Explain Mode Output Format

The output is organized alphabetically by rule ID and includes comprehensive information for each rule:

Example Output

=== SQL Explanations for 578 rules ===

📋 AvailabilityZone-C-001-M
   Type: leaf
   Check: type_string
   Generator: TypeStringCheckGenerator
   MustSatisfy: AvailabilityZone MUST be of type String.
   SQL:
     WITH invalid AS (
       SELECT 1
       FROM focus_data
       WHERE AvailabilityZone IS NOT NULL AND typeof(AvailabilityZone) != 'VARCHAR'
     )
     SELECT COUNT(*) AS violations, 
            CASE WHEN COUNT(*) > 0 
                 THEN 'AvailabilityZone MUST be of type VARCHAR (string).' 
            END AS error_message
     FROM invalid

📋 BilledCost-C-000-M
   Type: composite
   Check: composite
   Generator: CompositeANDRuleGenerator
   MustSatisfy: The BilledCost column adheres to the following requirements:
   Children: 7 rules
     - BilledCost-C-000-M -> BilledCost-C-001-M (reference, model_rule_reference)
     - BilledCost-C-000-M -> BilledCost-C-002-M (reference, model_rule_reference)
     - BilledCost-C-000-M -> BilledCost-C-003-M (reference, model_rule_reference)
     - BilledCost-C-000-M -> BilledCost-C-004-M (reference, model_rule_reference)
     - BilledCost-C-000-M -> BilledCost-C-005-C (reference, model_rule_reference)
     - BilledCost-C-000-M -> BilledCost-C-006-M (reference, model_rule_reference)
     - BilledCost-C-000-M -> BilledCost-C-007-M (reference, model_rule_reference)

📋 RegionId-C-000-C
   Type: skipped
   Check: None
   Generator: None due to non-applicable rule
   MustSatisfy: RegionId is RECOMMENDED to be present in a FOCUS dataset when the provider supports deploying resources or services within regions.
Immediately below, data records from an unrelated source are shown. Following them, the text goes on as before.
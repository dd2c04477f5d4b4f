//! Static file serving.
//!
//! The viewer's own stylesheet and script are compiled into the binary and
//! served under `/_mdview/`. Every other path outside the routes is served
//! from the documents source directory, so raw Markdown and the assets
//! documents reference resolve against the site root.

use std::path::Path;
use std::sync::Arc;

use axum::Router;
use axum::http::{StatusCode, header};
use axum::response::IntoResponse;
use axum::routing::get;
use tower_http::services::ServeDir;

use crate::state::AppState;

const SITE_CSS: &str = include_str!("../assets/site.css");
const SITE_JS: &str = include_str!("../assets/site.js");

/// Create router for static file serving.
///
/// Without a source directory (documents fetched from a remote base URL)
/// unknown paths answer 404.
pub(crate) fn static_router(static_dir: Option<&Path>) -> Router<Arc<AppState>> {
    let router = Router::new()
        .route("/_mdview/site.css", get(site_css))
        .route("/_mdview/site.js", get(site_js));

    match static_dir {
        Some(dir) => router.fallback_service(ServeDir::new(dir)),
        None => router.fallback(not_found),
    }
}

async fn site_css() -> impl IntoResponse {
    ([(header::CONTENT_TYPE, "text/css; charset=utf-8")], SITE_CSS)
}

async fn site_js() -> impl IntoResponse {
    (
        [(header::CONTENT_TYPE, "text/javascript; charset=utf-8")],
        SITE_JS,
    )
}

async fn not_found() -> StatusCode {
    StatusCode::NOT_FOUND
}
//! Render API endpoint.
//!
//! Returns a rendered document as JSON: path, title, table of contents and
//! the enriched HTML.

use std::sync::Arc;

use axum::Json;
use axum::extract::{RawQuery, State};
use axum::http::{HeaderMap, StatusCode, header};
use axum::response::{IntoResponse, Response};
use md5::{Digest, Md5};
use mdview_renderer::TocEntry;
use serde::Serialize;

use super::page_location;
use crate::error::ServerError;
use crate::state::AppState;

/// Response for GET /api/render.
#[derive(Serialize)]
struct RenderResponse {
    /// Validated document path.
    path: String,
    /// Text of the first H1 heading.
    title: Option<String>,
    toc: Vec<TocEntry>,
    html: String,
}

/// Handle GET /api/render?doc=<path>.
pub(crate) async fn get_render(
    State(state): State<Arc<AppState>>,
    RawQuery(query): RawQuery,
    headers: HeaderMap,
) -> Result<Response, ServerError> {
    let raw = state.viewer.requested(query.as_deref(), None);
    let location = page_location(&headers);
    let view = state.viewer.render(&raw, location.as_ref()).await?;

    let etag = compute_etag(&state.version, &view.html);
    if let Some(if_none_match) = headers.get(header::IF_NONE_MATCH)
        && if_none_match.as_bytes() == etag.as_bytes()
    {
        return Ok(StatusCode::NOT_MODIFIED.into_response());
    }

    let response = RenderResponse {
        path: view.doc.as_str().to_owned(),
        title: view.title,
        toc: view.toc,
        html: view.html,
    };

    // Documents are fetched fresh on every render, so clients revalidate.
    Ok((
        [
            (header::ETAG, etag),
            (header::CACHE_CONTROL, "no-cache".to_owned()),
        ],
        Json(response),
    )
        .into_response())
}

/// Compute `ETag` from version and content.
///
/// Uses MD5 hash truncated to 64 bits (16 hex chars).
fn compute_etag(version: &str, content: &str) -> String {
    let hash = Md5::digest(format!("{version}:{content}").as_bytes());
    format!("\"{}\"", &hex::encode(hash)[..16])
}
//! Application state.
//!
//! Shared state for all request handlers.

use std::path::PathBuf;
use std::sync::Arc;

use mdview_site::Viewer;

/// Application state shared across all handlers.
pub(crate) struct AppState {
    /// Render pipeline and sidebar.
    pub(crate) viewer: Arc<Viewer>,
    /// Directory served for paths outside the routes (`None` when documents
    /// come from a remote base URL).
    pub(crate) static_dir: Option<PathBuf>,
    /// Site name shown in page titles.
    pub(crate) site_title: String,
    /// Application version, mixed into `ETag`s.
    pub(crate) version: String,
}
//! mdview CLI - Markdown document viewer.
//!
//! Provides commands for:
//! - `serve`: Start the viewer server
//! - `render`: Render one document to HTML

mod commands;
mod error;
mod output;
mod setup;

use clap::{Parser, Subcommand};
use tracing_subscriber::EnvFilter;

use commands::{RenderArgs, ServeArgs};
use output::Output;

/// Application version from Cargo.toml.
const VERSION: &str = env!("CARGO_PKG_VERSION");

/// mdview - Markdown document viewer.
#[derive(Parser)]
#[command(name = "mdview", version, about)]
struct Cli {
    #[command(subcommand)]
    command: Commands,
}

#[derive(Subcommand)]
enum Commands {
    /// Start the viewer server.
    Serve(ServeArgs),
    /// Render one document and write the HTML.
    Render(RenderArgs),
}

fn main() {
    let cli = Cli::parse();
    let output = Output::new();

    let verbose = match &cli.command {
        Commands::Serve(args) => args.common.verbose,
        Commands::Render(args) => args.common.verbose,
    };

    // --verbose enables INFO level, otherwise use RUST_LOG or default to WARN
    let filter = if verbose {
        EnvFilter::new("info")
    } else {
        EnvFilter::from_default_env()
    };
    tracing_subscriber::fmt()
        .with_env_filter(filter)
        .with_writer(std::io::stderr)
        .init();

    let rt = tokio::runtime::Runtime::new().expect("Failed to create tokio runtime");
    let result = match cli.command {
        Commands::Serve(args) => rt.block_on(args.execute(VERSION)),
        Commands::Render(args) => rt.block_on(args.execute()),
    };

    if let Err(err) = result {
        output.error(&format!("Error: {err}"));
        std::process::exit(1);
    }
}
Output Components Explained

📋 Rule Header: Rule ID in alphabetical order

Type:

leaf - Individual validation rule with SQL query
composite - Rule that combines multiple child rules (AND/OR logic)
reference - Rule that references another rule's outcome
skipped - Rule that cannot be executed (dynamic or non-applicable)

Check: The validation method used:

type_string - Validates column data type is string
column_presence - Validates column exists in dataset
format_datetime - Validates datetime format compliance
composite - Combines multiple child rule results
model_rule_reference - References another rule's result

Generator: The code generator that creates the validation logic:

TypeStringCheckGenerator - Generates SQL for type validation
ColumnPresentCheckGenerator - Generates SQL for column existence
CompositeANDRuleGenerator - Combines child rules with AND logic
CompositeORRuleGenerator - Combines child rules with OR logic
None due to dynamic rule - Rule requires runtime data analysis
None due to non-applicable rule - Rule doesn't apply to current criteria

MustSatisfy: Human-readable description of what the rule validates, directly from the FOCUS specification

SQL: Complete, formatted SQL query that implements the validation (for leaf rules only)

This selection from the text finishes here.